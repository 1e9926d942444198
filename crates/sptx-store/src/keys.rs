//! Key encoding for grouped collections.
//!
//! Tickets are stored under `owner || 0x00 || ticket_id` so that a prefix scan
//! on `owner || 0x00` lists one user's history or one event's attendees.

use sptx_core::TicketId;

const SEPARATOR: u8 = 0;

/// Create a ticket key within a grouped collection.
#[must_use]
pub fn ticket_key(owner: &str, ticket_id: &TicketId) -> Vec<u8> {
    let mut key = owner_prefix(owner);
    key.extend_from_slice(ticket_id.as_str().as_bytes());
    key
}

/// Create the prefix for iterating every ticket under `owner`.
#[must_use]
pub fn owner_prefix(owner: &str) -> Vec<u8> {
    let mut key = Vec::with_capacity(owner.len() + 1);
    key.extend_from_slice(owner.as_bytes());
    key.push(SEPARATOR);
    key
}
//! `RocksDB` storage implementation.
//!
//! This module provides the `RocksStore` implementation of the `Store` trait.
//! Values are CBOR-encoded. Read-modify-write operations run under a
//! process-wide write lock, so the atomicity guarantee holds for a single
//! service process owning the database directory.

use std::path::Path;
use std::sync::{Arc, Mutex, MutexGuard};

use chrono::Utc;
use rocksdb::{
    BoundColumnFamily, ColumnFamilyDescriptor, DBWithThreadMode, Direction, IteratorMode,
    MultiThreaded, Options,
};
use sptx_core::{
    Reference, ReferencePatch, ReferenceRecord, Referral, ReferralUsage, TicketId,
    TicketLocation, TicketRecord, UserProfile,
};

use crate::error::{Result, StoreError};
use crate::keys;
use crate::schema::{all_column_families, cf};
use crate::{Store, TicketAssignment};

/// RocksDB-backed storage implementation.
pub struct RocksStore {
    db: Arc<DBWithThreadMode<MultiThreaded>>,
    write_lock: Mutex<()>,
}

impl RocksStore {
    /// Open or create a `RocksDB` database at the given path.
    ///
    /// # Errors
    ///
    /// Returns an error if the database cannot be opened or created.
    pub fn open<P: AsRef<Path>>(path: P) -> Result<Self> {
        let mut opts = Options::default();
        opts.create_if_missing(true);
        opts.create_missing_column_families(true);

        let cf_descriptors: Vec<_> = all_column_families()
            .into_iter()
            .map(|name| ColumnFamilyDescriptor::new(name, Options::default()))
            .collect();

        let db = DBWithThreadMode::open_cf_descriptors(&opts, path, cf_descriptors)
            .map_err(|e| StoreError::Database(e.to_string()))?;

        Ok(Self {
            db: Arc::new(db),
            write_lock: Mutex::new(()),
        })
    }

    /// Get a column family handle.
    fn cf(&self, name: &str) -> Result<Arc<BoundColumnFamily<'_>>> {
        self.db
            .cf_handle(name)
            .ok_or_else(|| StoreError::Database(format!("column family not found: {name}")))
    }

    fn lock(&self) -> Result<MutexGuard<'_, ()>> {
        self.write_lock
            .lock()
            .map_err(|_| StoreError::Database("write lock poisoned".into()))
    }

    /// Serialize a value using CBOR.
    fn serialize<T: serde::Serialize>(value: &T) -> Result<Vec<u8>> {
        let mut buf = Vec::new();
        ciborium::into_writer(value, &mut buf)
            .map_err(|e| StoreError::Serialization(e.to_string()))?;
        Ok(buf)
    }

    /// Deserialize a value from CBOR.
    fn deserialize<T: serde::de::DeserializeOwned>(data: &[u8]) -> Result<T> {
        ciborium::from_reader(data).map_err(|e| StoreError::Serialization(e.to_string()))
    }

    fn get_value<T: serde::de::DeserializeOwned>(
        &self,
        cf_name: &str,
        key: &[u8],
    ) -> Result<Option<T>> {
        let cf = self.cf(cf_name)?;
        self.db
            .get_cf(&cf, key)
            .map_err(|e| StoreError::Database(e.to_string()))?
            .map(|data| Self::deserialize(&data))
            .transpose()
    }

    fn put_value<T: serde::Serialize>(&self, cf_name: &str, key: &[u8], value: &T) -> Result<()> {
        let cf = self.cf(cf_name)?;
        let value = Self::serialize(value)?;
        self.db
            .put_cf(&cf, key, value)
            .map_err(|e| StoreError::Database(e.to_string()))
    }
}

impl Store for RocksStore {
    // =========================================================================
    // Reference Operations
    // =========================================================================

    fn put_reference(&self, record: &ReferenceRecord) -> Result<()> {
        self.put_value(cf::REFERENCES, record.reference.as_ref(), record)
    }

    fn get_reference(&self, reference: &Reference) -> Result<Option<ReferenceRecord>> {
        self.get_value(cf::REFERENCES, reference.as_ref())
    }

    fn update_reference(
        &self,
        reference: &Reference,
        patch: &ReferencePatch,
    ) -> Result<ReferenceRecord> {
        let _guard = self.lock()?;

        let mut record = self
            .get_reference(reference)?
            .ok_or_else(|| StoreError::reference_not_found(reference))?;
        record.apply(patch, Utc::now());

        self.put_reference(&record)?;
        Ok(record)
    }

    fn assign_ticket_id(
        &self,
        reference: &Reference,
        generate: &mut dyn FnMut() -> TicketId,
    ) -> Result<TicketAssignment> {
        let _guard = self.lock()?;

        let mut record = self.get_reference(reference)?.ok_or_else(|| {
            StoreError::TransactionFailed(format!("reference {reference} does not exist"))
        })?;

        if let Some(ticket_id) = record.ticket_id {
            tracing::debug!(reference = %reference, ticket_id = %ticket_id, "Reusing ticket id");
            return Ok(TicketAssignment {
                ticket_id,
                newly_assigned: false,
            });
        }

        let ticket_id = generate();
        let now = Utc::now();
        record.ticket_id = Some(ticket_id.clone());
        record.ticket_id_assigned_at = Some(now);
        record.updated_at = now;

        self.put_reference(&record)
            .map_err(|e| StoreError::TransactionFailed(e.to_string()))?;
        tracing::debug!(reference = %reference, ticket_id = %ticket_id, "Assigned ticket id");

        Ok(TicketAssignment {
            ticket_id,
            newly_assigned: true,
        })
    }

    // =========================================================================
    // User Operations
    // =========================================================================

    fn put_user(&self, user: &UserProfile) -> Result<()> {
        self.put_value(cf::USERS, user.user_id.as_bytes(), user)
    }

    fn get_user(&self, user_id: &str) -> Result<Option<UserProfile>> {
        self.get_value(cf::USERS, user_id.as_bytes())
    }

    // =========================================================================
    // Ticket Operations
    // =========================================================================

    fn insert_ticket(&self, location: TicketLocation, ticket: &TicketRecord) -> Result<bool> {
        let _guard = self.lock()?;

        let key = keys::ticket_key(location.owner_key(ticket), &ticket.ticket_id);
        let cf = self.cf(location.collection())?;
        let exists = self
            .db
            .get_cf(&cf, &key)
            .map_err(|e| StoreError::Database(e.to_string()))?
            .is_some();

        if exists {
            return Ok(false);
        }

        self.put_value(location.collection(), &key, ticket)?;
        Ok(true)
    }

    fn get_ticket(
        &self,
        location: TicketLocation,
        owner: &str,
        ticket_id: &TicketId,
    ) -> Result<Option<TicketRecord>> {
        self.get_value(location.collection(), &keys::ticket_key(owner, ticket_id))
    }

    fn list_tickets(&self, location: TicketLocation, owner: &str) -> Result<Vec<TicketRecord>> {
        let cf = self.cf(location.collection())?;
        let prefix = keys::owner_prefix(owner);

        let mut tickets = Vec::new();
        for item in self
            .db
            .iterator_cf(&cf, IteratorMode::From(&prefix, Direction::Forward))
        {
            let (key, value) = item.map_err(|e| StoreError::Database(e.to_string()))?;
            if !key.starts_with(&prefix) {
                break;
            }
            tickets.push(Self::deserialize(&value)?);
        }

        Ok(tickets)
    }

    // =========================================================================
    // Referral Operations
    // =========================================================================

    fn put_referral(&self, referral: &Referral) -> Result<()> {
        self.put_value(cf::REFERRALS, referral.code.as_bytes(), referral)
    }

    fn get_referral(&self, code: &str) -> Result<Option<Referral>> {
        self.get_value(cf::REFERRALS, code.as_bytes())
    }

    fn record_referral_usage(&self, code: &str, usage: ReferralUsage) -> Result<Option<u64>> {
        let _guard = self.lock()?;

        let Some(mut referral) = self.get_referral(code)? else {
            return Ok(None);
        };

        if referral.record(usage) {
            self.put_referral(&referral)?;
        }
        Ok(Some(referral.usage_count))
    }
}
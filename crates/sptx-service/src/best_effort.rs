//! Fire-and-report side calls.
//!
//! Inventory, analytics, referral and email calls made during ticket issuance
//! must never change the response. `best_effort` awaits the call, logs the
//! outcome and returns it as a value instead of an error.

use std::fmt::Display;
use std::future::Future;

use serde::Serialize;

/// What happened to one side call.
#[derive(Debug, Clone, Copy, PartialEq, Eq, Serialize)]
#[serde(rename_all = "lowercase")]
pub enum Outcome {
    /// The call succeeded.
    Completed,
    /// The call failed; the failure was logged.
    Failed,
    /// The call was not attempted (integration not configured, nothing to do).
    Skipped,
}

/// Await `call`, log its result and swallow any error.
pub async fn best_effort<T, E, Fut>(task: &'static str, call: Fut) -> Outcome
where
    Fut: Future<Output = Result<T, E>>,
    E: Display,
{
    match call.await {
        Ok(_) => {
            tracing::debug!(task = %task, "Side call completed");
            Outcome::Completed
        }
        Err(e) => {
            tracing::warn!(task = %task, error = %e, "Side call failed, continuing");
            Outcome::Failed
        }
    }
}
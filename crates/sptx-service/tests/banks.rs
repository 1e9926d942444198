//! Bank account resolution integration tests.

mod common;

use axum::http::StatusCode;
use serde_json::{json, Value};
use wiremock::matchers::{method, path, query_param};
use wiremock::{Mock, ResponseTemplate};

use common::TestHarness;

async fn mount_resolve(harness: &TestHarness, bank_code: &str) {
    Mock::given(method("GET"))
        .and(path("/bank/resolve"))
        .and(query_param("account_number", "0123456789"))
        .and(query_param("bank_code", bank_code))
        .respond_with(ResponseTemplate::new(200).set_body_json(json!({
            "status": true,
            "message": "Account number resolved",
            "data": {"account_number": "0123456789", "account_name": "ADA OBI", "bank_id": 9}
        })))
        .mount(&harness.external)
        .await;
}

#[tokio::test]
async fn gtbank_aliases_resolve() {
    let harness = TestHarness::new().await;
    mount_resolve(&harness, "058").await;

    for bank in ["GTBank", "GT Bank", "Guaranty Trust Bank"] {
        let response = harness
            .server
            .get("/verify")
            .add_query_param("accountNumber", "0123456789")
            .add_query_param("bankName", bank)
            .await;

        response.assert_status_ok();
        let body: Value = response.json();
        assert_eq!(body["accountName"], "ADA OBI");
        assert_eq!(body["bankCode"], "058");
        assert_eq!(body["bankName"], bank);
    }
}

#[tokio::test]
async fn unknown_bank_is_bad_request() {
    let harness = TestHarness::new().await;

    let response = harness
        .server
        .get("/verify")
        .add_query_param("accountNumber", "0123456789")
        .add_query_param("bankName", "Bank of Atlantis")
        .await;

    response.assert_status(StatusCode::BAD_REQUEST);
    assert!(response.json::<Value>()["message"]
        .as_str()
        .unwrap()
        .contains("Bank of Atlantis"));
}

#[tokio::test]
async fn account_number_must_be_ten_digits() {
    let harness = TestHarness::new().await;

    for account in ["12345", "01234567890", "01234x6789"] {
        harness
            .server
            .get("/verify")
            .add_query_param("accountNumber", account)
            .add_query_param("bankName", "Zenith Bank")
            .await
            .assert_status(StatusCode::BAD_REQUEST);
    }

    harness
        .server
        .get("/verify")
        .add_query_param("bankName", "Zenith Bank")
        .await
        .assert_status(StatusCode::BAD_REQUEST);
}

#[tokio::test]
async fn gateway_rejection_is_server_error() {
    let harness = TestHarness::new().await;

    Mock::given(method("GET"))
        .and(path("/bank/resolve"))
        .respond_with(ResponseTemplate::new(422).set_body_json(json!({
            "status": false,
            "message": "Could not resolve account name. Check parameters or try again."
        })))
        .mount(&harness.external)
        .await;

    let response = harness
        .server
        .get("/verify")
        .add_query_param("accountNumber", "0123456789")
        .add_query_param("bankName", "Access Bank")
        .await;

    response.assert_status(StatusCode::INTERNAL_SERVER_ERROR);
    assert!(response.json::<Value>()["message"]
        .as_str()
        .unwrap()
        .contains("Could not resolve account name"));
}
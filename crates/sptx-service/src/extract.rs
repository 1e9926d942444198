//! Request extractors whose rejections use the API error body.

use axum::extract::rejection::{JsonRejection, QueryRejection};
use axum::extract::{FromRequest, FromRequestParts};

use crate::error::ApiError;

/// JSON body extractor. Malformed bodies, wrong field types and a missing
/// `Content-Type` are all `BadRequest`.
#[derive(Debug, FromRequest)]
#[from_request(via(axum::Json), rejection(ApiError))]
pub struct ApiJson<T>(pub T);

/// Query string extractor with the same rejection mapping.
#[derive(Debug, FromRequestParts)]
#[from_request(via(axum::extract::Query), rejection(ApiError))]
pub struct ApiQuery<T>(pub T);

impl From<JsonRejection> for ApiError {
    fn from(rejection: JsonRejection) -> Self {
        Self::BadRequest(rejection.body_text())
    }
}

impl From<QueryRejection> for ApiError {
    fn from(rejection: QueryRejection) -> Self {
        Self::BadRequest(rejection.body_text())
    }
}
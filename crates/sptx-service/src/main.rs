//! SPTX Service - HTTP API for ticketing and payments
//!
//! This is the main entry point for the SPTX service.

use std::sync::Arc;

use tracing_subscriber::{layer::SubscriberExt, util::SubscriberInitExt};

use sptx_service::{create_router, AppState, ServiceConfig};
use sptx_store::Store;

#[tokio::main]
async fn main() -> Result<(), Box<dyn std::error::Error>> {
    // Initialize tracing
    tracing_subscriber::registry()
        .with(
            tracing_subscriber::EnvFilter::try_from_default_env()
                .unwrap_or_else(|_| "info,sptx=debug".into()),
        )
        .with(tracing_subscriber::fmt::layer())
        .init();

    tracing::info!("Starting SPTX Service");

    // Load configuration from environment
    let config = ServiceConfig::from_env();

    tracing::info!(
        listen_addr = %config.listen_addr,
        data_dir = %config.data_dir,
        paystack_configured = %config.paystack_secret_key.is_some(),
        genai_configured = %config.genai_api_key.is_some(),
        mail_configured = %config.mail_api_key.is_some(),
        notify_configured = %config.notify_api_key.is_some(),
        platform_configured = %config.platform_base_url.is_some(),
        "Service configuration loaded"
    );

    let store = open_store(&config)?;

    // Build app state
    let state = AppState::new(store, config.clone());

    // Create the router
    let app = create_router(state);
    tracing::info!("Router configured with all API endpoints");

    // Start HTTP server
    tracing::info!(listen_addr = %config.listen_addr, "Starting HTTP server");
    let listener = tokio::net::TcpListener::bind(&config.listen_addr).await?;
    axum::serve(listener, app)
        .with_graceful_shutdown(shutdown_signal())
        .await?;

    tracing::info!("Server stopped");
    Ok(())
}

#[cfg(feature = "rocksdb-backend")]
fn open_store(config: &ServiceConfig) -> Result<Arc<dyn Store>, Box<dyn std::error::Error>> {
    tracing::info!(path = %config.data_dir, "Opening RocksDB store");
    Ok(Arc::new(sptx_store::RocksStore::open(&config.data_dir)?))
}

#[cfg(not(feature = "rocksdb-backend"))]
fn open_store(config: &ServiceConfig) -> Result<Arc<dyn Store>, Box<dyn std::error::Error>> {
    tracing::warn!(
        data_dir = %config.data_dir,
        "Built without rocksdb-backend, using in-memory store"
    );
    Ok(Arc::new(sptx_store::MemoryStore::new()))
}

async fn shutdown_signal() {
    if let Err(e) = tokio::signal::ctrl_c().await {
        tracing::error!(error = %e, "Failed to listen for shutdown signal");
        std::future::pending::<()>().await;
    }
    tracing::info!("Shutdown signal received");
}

# What the task asks
The reply should consist solely of the number of lines in the records that include "MutexGuard".

# Answer
2